For the dirty, blue Toyota truck, rusting along all edges, I imagined a workman, going off to some construction site. He was mid-forties in age and somewhere well below mid-forties in income. But he was a good man, making an honest living for the family he loved so dearly.

For the spotless white Mercedes, I visualized a narrative of a woman in her late thirties. With striking red hair, perfected nails, a tight pencil skirt, a royal blue blouse, a black blazer, and a pair of empowered, peach-colored pumps, she cut quite a figure. I imagined her to be intelligent, hard-working, almost detrimentally so, and above all, in control of all aspects of her life. But with this pristine façade, I associated a much deeper story, one of loss, regret, and loneliness. I imagined that when she was young, she had envisioned herself wealthy, powerful, and happily-committed by age thirty-five. Most of her vision had come to fruition, but one crucial piece was still missing. And so, she spent many nights alone, her apartment feeling open and cavernous, the walls seeming to mock her lack of romantic intimacy. But she was alive.

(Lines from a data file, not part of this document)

//! Text normalisation shared by the matching tiers.

const QUOTES: [char; 2] = ['\'', '"'];

/// Remove single and double quote characters.
pub fn strip_quotes(text: &str) -> String {
    text.chars().filter(|c| !QUOTES.contains(c)).collect()
}

/// Lowercase, quote-free words of `text`. Words that consisted only of quotes are dropped.
pub fn words(text: &str) -> Vec<String> {
    text.split_whitespace().map(|w| strip_quotes(w).to_lowercase()).filter(|w| !w.is_empty()).collect()
}

/// Parse the first word as a numeric id.
pub fn leading_id(text: &str) -> Option<i64> {
    text.split_whitespace().next().and_then(|w| w.parse::<i64>().ok())
}
/// Implements a std::ops trait for a single-field newtype by forwarding to the wrapped value.
#[macro_export]
macro_rules! op {
    (binary $for_struct:ident, $impl_trait:ident, $impl_fn:ident) => {
        impl $impl_trait for $for_struct {
            type Output = Self;

            fn $impl_fn(self, rhs: Self) -> Self::Output {
                Self(self.0.$impl_fn(rhs.0))
            }
        }
    };

    (inplace $for_struct:ident, $impl_trait:ident, $impl_fn:ident) => {
        impl $impl_trait for $for_struct {
            fn $impl_fn(&mut self, rhs: Self) {
                self.0.$impl_fn(rhs.0)
            }
        }
    };

    (unary $for_struct:ident, $impl_trait:ident, $impl_fn:ident) => {
        impl $impl_trait for $for_struct {
            type Output = Self;

            fn $impl_fn(self) -> Self::Output {
                Self(self.0.$impl_fn())
            }
        }
    };
}
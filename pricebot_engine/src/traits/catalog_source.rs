use async_trait::async_trait;
use thiserror::Error;

use crate::catalog::{CatalogEntry, Category};

#[derive(Debug, Clone, Error)]
pub enum CatalogError {
    #[error("Could not read the {category} catalog: {reason}")]
    Unavailable { category: Category, reason: String },
    #[error("The {category} catalog is malformed: {reason}")]
    Malformed { category: Category, reason: String },
}

#[async_trait]
pub trait CatalogSource: Send + Sync {
    /// Load every entry of the given category. Entries must carry `category` as their category.
    async fn load_catalog(&self, category: Category) -> Result<Vec<CatalogEntry>, CatalogError>;
}
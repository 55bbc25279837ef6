mod cucumber;

use ::cucumber::{writer, World};
use log::*;
use tokio::runtime::Runtime;

use crate::cucumber::ResolverWorld;

fn main() {
    dotenvy::from_filename(".env.test").ok();
    let _ = env_logger::try_init();
    let sys = Runtime::new().unwrap();
    sys.block_on(ResolverWorld::cucumber().with_writer(writer::Libtest::or_basic()).run("tests/features"));
    info!("🚀️ Tests complete");
}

I arrived at the bus, late as usual, gliding in a blur past the driver and the hordes of watching eyes. I wondered what lay behind those eyes— contempt, judgment, emptiness, or perhaps even depth of thought. The back of the bus, the last frontier in terms of seats, and the prime location for observation is where I landed. As they sat in the darkness within the bus, so did I­— observing and contemplating their lives.

I created scenarios for each of their lives too. I thought about the sorrowful-faced man. I pitied him; he seemed compassionate. But underlying his sunken countenance was a morose back- story, one of heartbreak and loss. I thought of him as average though; we all had loss. I just wondered why he seemed to take his loss so deeply, hanging on to his depression for so long.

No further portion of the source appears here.